Library director Jarrett Boyd had seen them perform at “KY Crafted: The Market” in Louisville and said she was so impressed with them that she booked them for the “Wednesdays at One” series.
Jennings said that the group chooses to sing acappela style because of the natural blending of their voices.
“We blend so easily. We seldom need to rehearse. It takes us back to our fathers that sang in choirs in churches.”
The group has performed in many different venues in Kentucky. They were featured on a segment of Kentucky Educational Television’s “Jubilee,” recorded at the Master Musicians Festival in Somerset, Ky. Jennings said they have also performed several times for former Kentucky Gov. Brereton C. Jones and Gov. Paul E. Patton for KET’s “In Performance at the Governor’s Mansion.”
The group is one of two acappela groups on the roster of the Kentucky State Folk Arts Program of the Kentucky Arts Council.
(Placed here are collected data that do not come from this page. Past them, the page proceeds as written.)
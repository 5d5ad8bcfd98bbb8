//! Bot initialization and message routing utilities
//!
//! This module contains:
//! - Command enum definition
//! - Bot instance creation
//! - Message addressing logic (private chats, mentions, replies)

use reqwest::ClientBuilder;
use teloxide::prelude::*;
use teloxide::types::{ChatKind, Message, MessageEntityKind, UserId};
use teloxide::utils::command::BotCommands;

use crate::core::config;

/// Bot commands enum with descriptions
///
/// Staff commands are hidden from the command menu; they take their
/// arguments as one raw string that `staff::StaffCommand` parses.
#[derive(BotCommands, Clone, Debug, PartialEq, Eq)]
#[command(rename_rule = "lowercase", description = "Puedo ayudarte con:")]
pub enum Command {
    #[command(description = "mensaje de bienvenida")]
    Start,
    #[command(description = "mostrar la ayuda")]
    Ayuda,
    #[command(description = "agendar una cita en el taller")]
    Agendar,
    #[command(description = "cancelar la cita en curso")]
    Cancelar,
    #[command(description = "ver el estado de tus trabajos")]
    MisTrabajos,
    #[command(hide)]
    Trabajos(String),
    #[command(hide)]
    Estado(String),
    #[command(hide)]
    SetEstado(String),
    #[command(hide)]
    Progreso(String),
    #[command(hide)]
    Nota(String),
}

/// Creates a Bot instance with custom or default API URL
///
/// # Returns
/// * `Ok(Bot)` - Successfully created bot instance
/// * `Err(anyhow::Error)` - Failed to create bot (missing token, invalid URL)
pub fn create_bot() -> anyhow::Result<Bot> {
    if config::BOT_TOKEN.is_empty() {
        anyhow::bail!("BOT_TOKEN (or TELOXIDE_TOKEN) is not set");
    }

    let client = ClientBuilder::new().timeout(config::network::timeout()).build()?;
    let bot = Bot::with_client(config::BOT_TOKEN.as_str(), client);

    let bot = match config::BOT_API_URL.as_deref() {
        Some(bot_api_url) => {
            log::info!("Using custom Bot API URL: {}", bot_api_url);
            let url = url::Url::parse(bot_api_url).map_err(|e| anyhow::anyhow!("Invalid BOT_API_URL: {}", e))?;
            bot.set_api_url(url)
        }
        None => bot,
    };

    Ok(bot)
}

/// Sets up the public bot commands in Telegram UI
///
/// # Returns
/// * `Ok(())` - Commands set successfully
/// * `Err(RequestError)` - Failed to set commands
pub async fn setup_bot_commands(bot: &Bot) -> Result<(), teloxide::RequestError> {
    bot.set_my_commands(Command::bot_commands()).await?;
    Ok(())
}

/// Checks if a message is addressed to the bot
///
/// # Arguments
/// * `msg` - Message to check
/// * `bot_username` - Bot's username (without @)
/// * `bot_id` - Bot's user ID
///
/// # Returns
/// * `true` if message is addressed to bot (private chat, bot mention, reply to bot message)
/// * `false` if message is not addressed to bot
pub fn is_message_addressed_to_bot(msg: &Message, bot_username: Option<&str>, bot_id: UserId) -> bool {
    // In private chats, all messages are addressed to the bot
    if matches!(msg.chat.kind, ChatKind::Private(_)) {
        return true;
    }

    if let Some(from) = msg.reply_to_message().and_then(|reply| reply.from.as_ref()) {
        if from.id == bot_id {
            return true;
        }
    }

    let (Some(text), Some(username)) = (msg.text(), bot_username) else {
        return false;
    };

    let mentioned = msg.parse_entities().unwrap_or_default().iter().any(|entity| {
        matches!(entity.kind(), MessageEntityKind::Mention)
            && entity
                .text()
                .strip_prefix('@')
                .is_some_and(|mention| mention.eq_ignore_ascii_case(username))
    });

    mentioned || text.contains(&format!("@{}", username))
}

/// Removes a leading or trailing `@bot_username` mention from group input
///
/// Mentions in the middle of the text are kept, they are part of the answer.
pub fn strip_bot_mention<'a>(text: &'a str, bot_username: Option<&str>) -> &'a str {
    let text = text.trim();
    let Some(username) = bot_username.filter(|u| !u.is_empty()) else {
        return text;
    };
    let mention_len = username.len() + 1;
    let is_mention = |candidate: &str| {
        candidate
            .strip_prefix('@')
            .is_some_and(|name| name.eq_ignore_ascii_case(username))
    };

    let mut rest = text;
    if let Some(head) = rest.get(..mention_len) {
        let tail = &rest[mention_len..];
        let at_boundary = tail.chars().next().map_or(true, |c| c.is_whitespace() || c == ',' || c == ':');
        if is_mention(head) && at_boundary {
            rest = tail.trim_start_matches(|c: char| c.is_whitespace() || c == ',' || c == ':');
        }
    }
    if let Some(split) = rest.len().checked_sub(mention_len) {
        if let (Some(head), Some(tail)) = (rest.get(..split), rest.get(split..)) {
            if is_mention(tail) && head.chars().last().map_or(true, char::is_whitespace) {
                rest = head;
            }
        }
    }
    rest.trim()
}
//! Checks on the shipped flow document
//!
//! Run with: cargo test --test flow_file_test

mod common;

use common::agendar_flow;
use pretty_assertions::assert_eq;
use tallerbot::flow::{NextStep, Transition, COMMIT_KEY};
use tallerbot::storage::jobs::fields;

#[test]
fn every_reference_resolves() {
    let flow = agendar_flow();

    assert_eq!(flow.unresolved_references(), Vec::new());
    assert_eq!(flow.initial_step(), "AWAIT_NAME");
    assert_eq!(flow.affirmative(), "sí");
    assert!(flow.commit_prompt().is_some());
    assert!(flow.cancel_prompt().is_some());
}

#[test]
fn collects_every_job_field_before_confirmation() {
    let flow = agendar_flow();
    let mut collected = Vec::new();
    let mut key = flow.initial_step().to_string();

    loop {
        let step = flow.step(&key).expect("step exists");
        match &step.transition {
            Transition::To(NextStep::Continue(next)) => {
                collected.extend(step.persist_as.clone());
                key = next.clone();
            }
            Transition::Confirm { positive, negative } => {
                assert_eq!(positive, &NextStep::Commit);
                assert_eq!(negative, &NextStep::Cancel);
                break;
            }
            other => panic!("unexpected transition from {}: {:?}", key, other),
        }
    }

    assert_eq!(
        collected,
        vec![
            fields::CUSTOMER_NAME,
            fields::CUSTOMER_PHONE,
            fields::VEHICLE_MAKE_MODEL,
            fields::PROBLEM_DESCRIPTION,
            fields::SCHEDULED_DATE,
        ]
    );
    assert!(flow.step(COMMIT_KEY).is_none());
}
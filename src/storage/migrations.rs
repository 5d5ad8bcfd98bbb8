use std::sync::{Mutex, OnceLock};
use std::time::Duration;

use rusqlite::Connection;

use crate::core::error::AppResult;

mod embedded {
    use refinery::embed_migrations;

    embed_migrations!("./migrations");
}

static MIGRATION_LOCK: OnceLock<Mutex<()>> = OnceLock::new();

/// Applies pending embedded migrations.
///
/// refinery wraps each migration in its own transaction, so no outer
/// transaction is opened here. Runs are serialized per process.
pub fn run_migrations(conn: &mut Connection) -> AppResult<()> {
    let mutex = MIGRATION_LOCK.get_or_init(|| Mutex::new(()));
    // Migrations are idempotent, a poisoned lock is safe to reuse
    let _guard = match mutex.lock() {
        Ok(guard) => guard,
        Err(poisoned) => {
            log::warn!("Migration lock was poisoned, recovering...");
            poisoned.into_inner()
        }
    };

    conn.busy_timeout(Duration::from_secs(30))?;

    let report = embedded::migrations::runner().run(conn)?;
    for migration in report.applied_migrations() {
        log::info!("Applied migration {}", migration);
    }

    Ok(())
}

#[cfg(test)]
mod tests {
    use super::*;

    #[test]
    fn migrations_create_tables_and_are_idempotent() {
        let mut conn = Connection::open_in_memory().unwrap();

        run_migrations(&mut conn).unwrap();
        run_migrations(&mut conn).unwrap();

        let tables: Vec<String> = conn
            .prepare("SELECT name FROM sqlite_master WHERE type = 'table' AND name NOT LIKE 'refinery%' AND name NOT LIKE 'sqlite%' ORDER BY name")
            .unwrap()
            .query_map([], |row| row.get(0))
            .unwrap()
            .collect::<Result<_, _>>()
            .unwrap();
        assert_eq!(tables, vec!["job_events", "job_id_sequence", "jobs", "sessions"]);

        let sequence: i64 = conn
            .query_row("SELECT value FROM job_id_sequence WHERE id = 1", [], |row| row.get(0))
            .unwrap();
        assert_eq!(sequence, 0);
    }
}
They adopted the group a decade ago after a performance at the Carnegie Arts Center in Covington, Ky.
The Tour of Kentucky Folk Music was organized as part of the Kentucky State Folk Arts Program, said program director Bob Gates. The group was then documented by folk artists and added to the tour’s roster.
There are certain criteria the group had to meet. “We look for history and tradition,” said Gates. “And that tradition is still alive today. Northern Kentucky was full of acappela groups at one time. They draw on that tradition and are an excellent example of this tradition. We’re proud of them.”
The Northern Kentucky Brotherhood Singers are also gearing up for their third tour of Spain on Dec. 10-24 and Dec. 27, 2002-Jan. 2, 2003. This opportunity presented itself when the Dixie Hummingbirds saw the group perform in Canada.
The Dixie Hummingbirds are one of the oldest permanent groups in the genre. Since 1928, they have built a repertory and style that has undergone a change from spirituals, jubilees and hymns sang in close harmony acappela style, to a gospel sound that reflected the influence of rock music. They are perhaps best known for their rendition of “Love Me Like a Rock.”
Listening to the Northern Kentucky Brotherhood Singer’s Canadian performance, the Dixie Hummingbirds were reminded of themselves, said Jennings. In the process of retiring, members of the Dixie Hummingbirds realized that there were not many acappela groups around anymore.
“They took us under their wings,” said Jennings, and introduced them to audiences in Spain.
Currently, the group has two CDs on the market: “Wade In The Water” and “Just A Closer Walk.” Both CDs were recorded in Cincinnati.